TASK STATEMENT
Find the lines below that contain the string "EtlError". Copy each one.

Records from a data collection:
○ ○ ○

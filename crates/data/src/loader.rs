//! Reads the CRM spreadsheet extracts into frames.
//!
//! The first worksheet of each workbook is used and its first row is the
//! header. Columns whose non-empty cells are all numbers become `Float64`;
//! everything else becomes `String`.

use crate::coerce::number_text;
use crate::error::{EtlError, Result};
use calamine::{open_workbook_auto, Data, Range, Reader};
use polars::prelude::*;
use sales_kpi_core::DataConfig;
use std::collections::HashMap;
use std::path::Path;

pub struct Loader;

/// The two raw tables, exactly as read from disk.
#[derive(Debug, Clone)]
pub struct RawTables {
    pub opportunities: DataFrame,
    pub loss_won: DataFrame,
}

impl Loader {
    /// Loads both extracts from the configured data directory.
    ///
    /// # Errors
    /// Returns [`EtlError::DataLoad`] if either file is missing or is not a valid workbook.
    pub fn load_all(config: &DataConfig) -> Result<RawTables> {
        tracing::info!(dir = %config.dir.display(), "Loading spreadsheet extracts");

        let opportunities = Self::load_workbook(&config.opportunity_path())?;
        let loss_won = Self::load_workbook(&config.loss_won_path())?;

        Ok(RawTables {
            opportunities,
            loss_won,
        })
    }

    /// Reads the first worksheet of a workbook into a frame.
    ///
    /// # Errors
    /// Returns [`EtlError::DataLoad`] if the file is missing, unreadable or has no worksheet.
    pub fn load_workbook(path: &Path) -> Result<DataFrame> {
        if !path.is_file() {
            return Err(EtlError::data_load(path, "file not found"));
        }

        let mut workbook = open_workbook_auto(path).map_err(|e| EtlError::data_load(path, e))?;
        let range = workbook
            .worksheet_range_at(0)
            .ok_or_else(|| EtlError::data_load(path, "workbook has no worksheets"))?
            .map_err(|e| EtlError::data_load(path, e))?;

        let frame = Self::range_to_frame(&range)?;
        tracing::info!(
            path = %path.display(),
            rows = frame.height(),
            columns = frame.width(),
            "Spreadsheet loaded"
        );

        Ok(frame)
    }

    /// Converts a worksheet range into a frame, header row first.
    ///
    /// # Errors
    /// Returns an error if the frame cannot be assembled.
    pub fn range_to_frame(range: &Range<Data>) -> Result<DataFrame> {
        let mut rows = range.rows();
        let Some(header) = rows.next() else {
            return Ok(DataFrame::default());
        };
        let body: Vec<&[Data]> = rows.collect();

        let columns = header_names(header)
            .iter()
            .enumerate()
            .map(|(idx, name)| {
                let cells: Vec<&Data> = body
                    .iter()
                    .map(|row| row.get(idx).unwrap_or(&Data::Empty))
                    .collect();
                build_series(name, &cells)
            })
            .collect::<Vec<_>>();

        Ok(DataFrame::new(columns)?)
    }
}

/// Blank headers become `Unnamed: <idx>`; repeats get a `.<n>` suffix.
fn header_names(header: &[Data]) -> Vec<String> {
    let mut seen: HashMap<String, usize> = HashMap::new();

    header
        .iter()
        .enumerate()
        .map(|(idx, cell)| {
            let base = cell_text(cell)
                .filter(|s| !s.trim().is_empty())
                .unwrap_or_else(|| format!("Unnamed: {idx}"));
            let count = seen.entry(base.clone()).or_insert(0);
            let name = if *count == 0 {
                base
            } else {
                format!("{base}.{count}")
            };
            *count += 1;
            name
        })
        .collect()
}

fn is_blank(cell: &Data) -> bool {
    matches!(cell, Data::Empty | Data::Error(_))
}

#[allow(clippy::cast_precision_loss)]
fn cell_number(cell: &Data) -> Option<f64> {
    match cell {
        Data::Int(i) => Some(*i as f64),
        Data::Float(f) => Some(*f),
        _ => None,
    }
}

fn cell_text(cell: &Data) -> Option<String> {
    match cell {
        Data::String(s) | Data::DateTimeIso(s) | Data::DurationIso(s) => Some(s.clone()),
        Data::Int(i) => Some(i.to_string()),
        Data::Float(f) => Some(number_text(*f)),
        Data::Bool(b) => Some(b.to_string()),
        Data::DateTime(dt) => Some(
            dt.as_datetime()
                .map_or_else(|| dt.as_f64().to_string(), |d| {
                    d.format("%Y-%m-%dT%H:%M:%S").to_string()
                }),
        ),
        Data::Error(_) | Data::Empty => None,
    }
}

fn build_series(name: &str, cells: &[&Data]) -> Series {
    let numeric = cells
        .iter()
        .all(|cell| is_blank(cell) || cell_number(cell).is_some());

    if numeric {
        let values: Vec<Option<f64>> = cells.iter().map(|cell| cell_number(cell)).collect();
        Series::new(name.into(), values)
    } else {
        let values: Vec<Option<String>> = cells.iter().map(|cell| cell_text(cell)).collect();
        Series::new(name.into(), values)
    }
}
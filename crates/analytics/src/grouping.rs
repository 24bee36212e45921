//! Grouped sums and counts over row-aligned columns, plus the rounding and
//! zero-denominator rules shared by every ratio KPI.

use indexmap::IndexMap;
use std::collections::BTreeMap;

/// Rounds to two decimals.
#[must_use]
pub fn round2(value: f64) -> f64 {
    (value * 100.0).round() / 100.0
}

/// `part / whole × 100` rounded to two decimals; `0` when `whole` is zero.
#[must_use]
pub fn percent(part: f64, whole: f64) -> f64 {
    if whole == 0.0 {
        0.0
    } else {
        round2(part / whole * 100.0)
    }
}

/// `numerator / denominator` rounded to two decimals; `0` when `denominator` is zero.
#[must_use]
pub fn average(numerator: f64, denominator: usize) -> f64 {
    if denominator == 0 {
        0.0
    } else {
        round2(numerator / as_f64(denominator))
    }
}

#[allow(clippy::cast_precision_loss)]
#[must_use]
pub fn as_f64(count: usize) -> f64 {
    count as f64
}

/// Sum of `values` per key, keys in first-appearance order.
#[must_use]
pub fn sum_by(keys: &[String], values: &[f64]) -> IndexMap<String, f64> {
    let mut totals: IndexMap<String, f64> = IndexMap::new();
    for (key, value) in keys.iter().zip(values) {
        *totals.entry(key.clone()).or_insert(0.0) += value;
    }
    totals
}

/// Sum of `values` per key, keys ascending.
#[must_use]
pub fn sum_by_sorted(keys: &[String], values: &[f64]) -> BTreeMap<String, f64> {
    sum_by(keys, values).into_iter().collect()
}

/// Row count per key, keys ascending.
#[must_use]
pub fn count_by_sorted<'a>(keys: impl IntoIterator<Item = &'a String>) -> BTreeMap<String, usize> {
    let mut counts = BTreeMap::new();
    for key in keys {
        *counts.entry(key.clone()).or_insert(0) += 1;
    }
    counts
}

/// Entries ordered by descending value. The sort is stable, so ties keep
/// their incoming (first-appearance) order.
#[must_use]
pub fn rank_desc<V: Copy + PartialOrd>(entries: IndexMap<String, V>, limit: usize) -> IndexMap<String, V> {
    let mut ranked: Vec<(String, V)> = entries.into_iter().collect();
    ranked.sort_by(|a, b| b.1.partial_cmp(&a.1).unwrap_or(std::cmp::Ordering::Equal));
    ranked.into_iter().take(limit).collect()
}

○ ○ ○

EXERCISE ANSWER
use crate::error::{EtlError, Result};
    /// Returns [`EtlError::DataLoad`] if either file is missing or is not a valid workbook.
    /// Returns [`EtlError::DataLoad`] if the file is missing, unreadable or has no worksheet.
            return Err(EtlError::data_load(path, "file not found"));
        let mut workbook = open_workbook_auto(path).map_err(|e| EtlError::data_load(path, e))?;
            .ok_or_else(|| EtlError::data_load(path, "workbook has no worksheets"))?
            .map_err(|e| EtlError::data_load(path, e))?;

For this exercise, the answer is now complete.